On April 17, 1975, the communist Khmer Rouge, led by its secretive prime minister Pol Pot, took over Cambodia. Renaming the country Democratic Kampuchea, they cut the nation off from the world and began systematically killing and starving two million of their people.
Thirty years after their fall, a man named Duch (pronounced "Doïk"), who had served as Chief Prison officer of S21, the regime's central prison complex, stood trial for war crimes and crimes against humanity. Unlike any other tribunal defendant, Duch acknowledged his personal responsibility, pleaded guilty, and asked for forgiveness from his victims. In The Master of Confessions, Thierry Cruvellier uses the trial to tell the horrifying story of this terrible chapter in history.
Cruvellier offers a psychologically penetrating, devastating look at the victims, the torturers, and the regime itself, searching to answer crucial questions about culpability. Self-drawing on his knowledge, and experience, Cruvellier delivers a startling work of journalistic history—by turns deeply moving, horrifying, and darkly funny.

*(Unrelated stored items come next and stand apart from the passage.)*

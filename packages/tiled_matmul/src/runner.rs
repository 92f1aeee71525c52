use std::num::NonZero;

use bench_support::{AllocationError, Clock, DEFAULT_SEED, RandomFill, footprint_mib};
use par_region::WorkerPool;
use tracing::{debug, info, warn};

use crate::{
    Config, Matrix, QUICK_CHUNK, QUICK_SCHEDULE, Reporter, Result, Schedule, Sweep, TilePlan,
};

/// The parameters of one timed multiplication.
#[derive(Clone, Copy, Debug, Eq, Hash, PartialEq)]
pub struct Experiment {
    size: NonZero<usize>,
    threads: NonZero<usize>,
    chunk: NonZero<usize>,
    schedule: Schedule,
}

impl Experiment {
    /// Describes a multiplication of two `size` x `size` matrices on `threads` workers.
    #[must_use]
    pub fn new(
        size: NonZero<usize>,
        threads: NonZero<usize>,
        chunk: NonZero<usize>,
        schedule: Schedule,
    ) -> Self {
        Self {
            size,
            threads,
            chunk,
            schedule,
        }
    }

    /// Matrix side.
    #[must_use]
    pub fn size(&self) -> NonZero<usize> {
        self.size
    }

    /// Worker count.
    #[must_use]
    pub fn threads(&self) -> NonZero<usize> {
        self.threads
    }

    /// Tile height in rows.
    #[must_use]
    pub fn chunk(&self) -> NonZero<usize> {
        self.chunk
    }

    /// Tile distribution policy.
    #[must_use]
    pub fn schedule(&self) -> Schedule {
        self.schedule
    }
}

/// A completed experiment and the seconds its multiplication took.
#[derive(Clone, Copy, Debug, PartialEq)]
pub struct ExperimentResult {
    experiment: Experiment,
    seconds: f64,
}

impl ExperimentResult {
    /// Records that `experiment` took `seconds`.
    #[must_use]
    pub fn new(experiment: Experiment, seconds: f64) -> Self {
        Self {
            experiment,
            seconds,
        }
    }

    /// What was measured.
    #[must_use]
    pub fn experiment(&self) -> &Experiment {
        &self.experiment
    }

    /// Wall time from region entry to the join of the last worker.
    #[must_use]
    pub fn seconds(&self) -> f64 {
        self.seconds
    }
}

/// How many experiments of a sweep completed and how many were skipped.
#[derive(Clone, Copy, Debug, Default, Eq, PartialEq)]
pub struct RunSummary {
    completed: usize,
    skipped: usize,
}

impl RunSummary {
    /// Experiments that produced a measurement.
    #[must_use]
    pub fn completed(&self) -> usize {
        self.completed
    }

    /// Experiments whose matrices could not be allocated.
    #[must_use]
    pub fn skipped(&self) -> usize {
        self.skipped
    }

    /// Whether at least one experiment produced a measurement.
    #[must_use]
    pub fn any_completed(&self) -> bool {
        self.completed > 0
    }
}

/// Runs the sweep described by a [`Config`].
///
/// Every experiment allocates and fills its own matrices, so a size that does not fit in
/// memory is skipped without affecting the others.
#[derive(Debug)]
pub struct Runner {
    config: Config,
    clock: Clock,
}

impl Runner {
    /// Creates a runner for `config`.
    #[must_use]
    pub fn new(config: Config) -> Self {
        Self {
            config,
            clock: Clock::new(),
        }
    }

    /// The configuration this runner sweeps.
    #[must_use]
    pub fn config(&self) -> &Config {
        &self.config
    }

    /// Runs every experiment of the configured sweep, in order, and reports each to `reporter`.
    ///
    /// # Errors
    ///
    /// Fails if a parallel region cannot be started or the reporter cannot write. Nothing is
    /// reported for the experiment whose region failed.
    pub fn run(&self, reporter: &mut impl Reporter) -> Result<RunSummary> {
        let mut summary = RunSummary::default();

        reporter.begin(&self.config)?;

        match self.config.sweep() {
            Sweep::Quick => {
                for &size in self.config.sizes() {
                    for &threads in self.config.threads() {
                        let experiment =
                            Experiment::new(size, threads, QUICK_CHUNK, QUICK_SCHEDULE);
                        self.run_and_report(experiment, reporter, &mut summary)?;
                    }
                }
            }
            Sweep::Comprehensive => {
                for &size in self.config.sizes() {
                    reporter.size_started(size)?;

                    for &schedule in self.config.schedules() {
                        reporter.schedule_started(schedule)?;

                        for &chunk in self.config.chunks() {
                            reporter.chunk_started(chunk)?;

                            for &threads in self.config.threads() {
                                let experiment = Experiment::new(size, threads, chunk, schedule);
                                self.run_and_report(experiment, reporter, &mut summary)?;
                            }

                            reporter.chunk_finished()?;
                        }
                    }
                }
            }
        }

        info!(
            completed = summary.completed,
            skipped = summary.skipped,
            "sweep finished"
        );

        Ok(summary)
    }

    /// Allocates and fills the matrices of `experiment` and plans its tiles, then times the
    /// multiplication.
    ///
    /// Returns `Ok(None)` if the matrices cannot be allocated.
    ///
    /// # Errors
    ///
    /// Fails if the parallel region cannot be started.
    pub fn run_experiment(&self, experiment: Experiment) -> Result<Option<ExperimentResult>> {
        let size = experiment.size.get();

        let (a, b, mut c) = match allocate(size) {
            Ok(matrices) => matrices,
            Err(error) => {
                warn!(
                    size,
                    mib_per_matrix = footprint_mib(size.saturating_mul(size)),
                    %error,
                    "skipping experiment whose matrices cannot be allocated"
                );
                return Ok(None);
            }
        };

        let pool = WorkerPool::new(experiment.threads);

        let plan = TilePlan::new(&mut c, pool.width(), experiment.chunk, experiment.schedule);

        let start = self.clock.now();
        plan.execute(&pool, &a, &b)?;
        let seconds = self.clock.now() - start;

        debug!(
            size,
            threads = experiment.threads.get(),
            chunk = experiment.chunk.get(),
            schedule = %experiment.schedule,
            seconds,
            "experiment finished"
        );

        Ok(Some(ExperimentResult::new(experiment, seconds)))
    }

    fn run_and_report(
        &self,
        experiment: Experiment,
        reporter: &mut impl Reporter,
        summary: &mut RunSummary,
    ) -> Result<()> {
        match self.run_experiment(experiment)? {
            Some(result) => {
                summary.completed = summary.completed.saturating_add(1);
                reporter.experiment(&result)?;
            }
            None => {
                summary.skipped = summary.skipped.saturating_add(1);
                reporter.skipped(&experiment)?;
            }
        }

        Ok(())
    }
}

/// Allocates `a` and `b` filled with random values and a zeroed `c`.
fn allocate(size: usize) -> std::result::Result<(Matrix, Matrix, Matrix), AllocationError> {
    let mut fill = RandomFill::seeded(DEFAULT_SEED);

    let mut a = Matrix::zeroed(size)?;
    a.fill_random(&mut fill);

    let mut b = Matrix::zeroed(size)?;
    b.fill_random(&mut fill);

    let c = Matrix::zeroed(size)?;

    Ok((a, b, c))
}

Thierry Cruvellier is the only journalist to have attended trials brought before all contemporary international tribunals for war crimes and crimes against humanity. Since 2003, he has been a consultant with the International Center for Transitional Justice. Cruvellier was also a Nieman Fellow at Harvard University and holds a master's in journalism from Sorbonne University in Paris. He is the author of Court of Remorse: Inside the International Criminal Tribunal for Rwanda.